6) Championing African voices in global decision-making, with debt reform as the headline.
Chapman argues for amplifying African calls for fairer representation in global forums, then points to debt pressure as a systemic crisis: 800 million Africans live in countries where public spending on debt interest exceeds spending on health.
She cites UK support for a third seat for Sub-Saharan Africa on the IMF board, calls for more voting power for lower-income countries at the World Bank, and welcomes a borrowers’ platform following agreement at the Financing for Development Conference in Sevilla earlier this year. She links this to the UK’s upcoming G20 Presidency in 2027, promising work on reforms to the debt architecture so African countries have a greater stake in decisions affecting them.
This principle is strategically smart because it engages the rules of the game, not just projects. It is also politically difficult, because debt architecture reform hits creditor interests, and meaningful voting-power changes are slow. If the UK wants credibility here, it will need to show what it can move within its own alliances.
7) Innovation and cultural partnerships, with AI diplomacy and soft power as connective tissue.

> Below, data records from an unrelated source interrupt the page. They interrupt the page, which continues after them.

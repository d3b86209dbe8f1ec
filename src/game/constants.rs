/// Movement anomaly detection constants
pub mod movement {
    /// Allowed excess of windowed-average speed over windowed-average stat speed
    pub const THRESHOLD: f32 = 0.5;
    /// Seconds (local clock) an excursion must persist before it is reported
    pub const CHEAT_TIME: f64 = 1.0;
    /// Number of speed samples kept in the sliding window
    pub const WINDOW_CAPACITY: usize = 20;
}

/// Ability-use tolerances absorbing latency and float drift
pub mod ability {
    /// Signed distance-over-range differential still accepted (negative = out of range)
    pub const RANGE_TOLERANCE: f32 = -2.0;
    /// Remaining cooldown (seconds) still accepted
    pub const COOLDOWN_TOLERANCE: f32 = 1.0;
    /// Mana shortfall still accepted
    pub const COST_TOLERANCE: f32 = 2.0;
}

/// Render-position reconciliation constants
pub mod reconcile {
    /// Upper bound on a single interpolation toward a snapshot (seconds)
    pub const MAX_LERP_TIME: f32 = 0.1;
    /// Upper bound on dead-reckoning past the last snapshot (seconds)
    pub const MAX_EXTRAPOLATION_TIME: f32 = 0.1;
    /// Render tick rate used by the replay harness (Hz)
    pub const TICK_RATE: u32 = 60;
}

/// Network constants
pub mod net {
    /// Maximum encoded sync message size
    pub const MAX_MESSAGE_SIZE: usize = 1200;
    /// Observed snapshot send rate (Hz)
    pub const SNAPSHOT_RATE: u32 = 20;
    /// Outbound cheat signal channel capacity
    pub const SIGNAL_BUFFER_SIZE: usize = 256;
}

/// Input byte layout (LSB-0 bit positions)
pub mod input_bits {
    pub const VERTICAL_PRESENT: usize = 1;
    pub const VERTICAL_POSITIVE: usize = 2;
    pub const HORIZONTAL_PRESENT: usize = 5;
    pub const HORIZONTAL_POSITIVE: usize = 6;
}

/// Offline replay limits
pub mod replay {
    /// Latest accepted event arrival time (seconds); six hours of play
    pub const MAX_EVENT_TIME: f64 = 6.0 * 3600.0;
}
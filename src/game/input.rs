//! Decoded movement input of a remote character
//!
//! The compact byte encoding lives in `net::protocol`; everything past the
//! transport boundary works with these tagged values.

use serde::{Deserialize, Serialize};

/// State of one input axis
#[derive(Debug, Clone, Copy, Default, PartialEq, Eq, Serialize, Deserialize)]
pub enum AxisInput {
    #[default]
    None,
    Positive,
    Negative,
}

impl AxisInput {
    /// Axis value in {-1, 0, 1}
    #[inline]
    pub fn value(self) -> f32 {
        match self {
            AxisInput::None => 0.0,
            AxisInput::Positive => 1.0,
            AxisInput::Negative => -1.0,
        }
    }

    #[inline]
    pub fn is_active(self) -> bool {
        self != AxisInput::None
    }
}

/// Last known movement input of a character
#[derive(Debug, Clone, Copy, Default, PartialEq, Eq, Serialize, Deserialize)]
pub struct MovementInput {
    pub vertical: AxisInput,
    pub horizontal: AxisInput,
}

impl MovementInput {
    pub const IDLE: MovementInput = MovementInput {
        vertical: AxisInput::None,
        horizontal: AxisInput::None,
    };

    pub fn new(vertical: AxisInput, horizontal: AxisInput) -> Self {
        Self {
            vertical,
            horizontal,
        }
    }

    /// True if either axis is held
    #[inline]
    pub fn is_moving(&self) -> bool {
        self.vertical.is_active() || self.horizontal.is_active()
    }
}

#[cfg(test)]
mod tests {
    use super::*;

    #[test]
    fn test_axis_values() {
        assert_eq!(AxisInput::None.value(), 0.0);
        assert_eq!(AxisInput::Positive.value(), 1.0);
        assert_eq!(AxisInput::Negative.value(), -1.0);
    }

    #[test]
    fn test_is_moving() {
        assert!(!MovementInput::IDLE.is_moving());
        assert!(MovementInput::new(AxisInput::Positive, AxisInput::None).is_moving());
        assert!(MovementInput::new(AxisInput::None, AxisInput::Negative).is_moving());
        assert!(!MovementInput::default().is_moving());
    }
}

Chapman frames innovation broadly, AI and digital skills alongside music, sport, and design, arguing the ties are not only economic but human. She cites the first UK-South Africa AI Policy Training Programme launched at South Africa’s Science Forum in November, creating a cohort of AI-savvy diplomats and officials, supported by UK and South African universities. She promises “Soft Power collaboration” supporting alumni networks, maintaining scholarships, and strengthening research and education partnerships because African partners value them.
Chapman’s closing promise is that this is a “new kind of partnership,” with African leadership at the center, inclusive and respectful, resilient enough to work through disagreements. She commits UK ministers to travel and champion the principles on the continent, with high commissions and embassies responsible for embedding them. She says the approach will carry into the UK’s G20 Presidency in 2027.
If this “Approach to Africa” is meant to stand apart from past blueprints, it will be judged less by its principles and more by its behavior under stress: whether the UK takes African agency seriously when interests diverge, whether investment commitments absorb real risk, whether visa systems become easier for legitimate business and academic travel, whether debt reform advocacy survives pushback, and whether partnership remains partnership when headlines turn.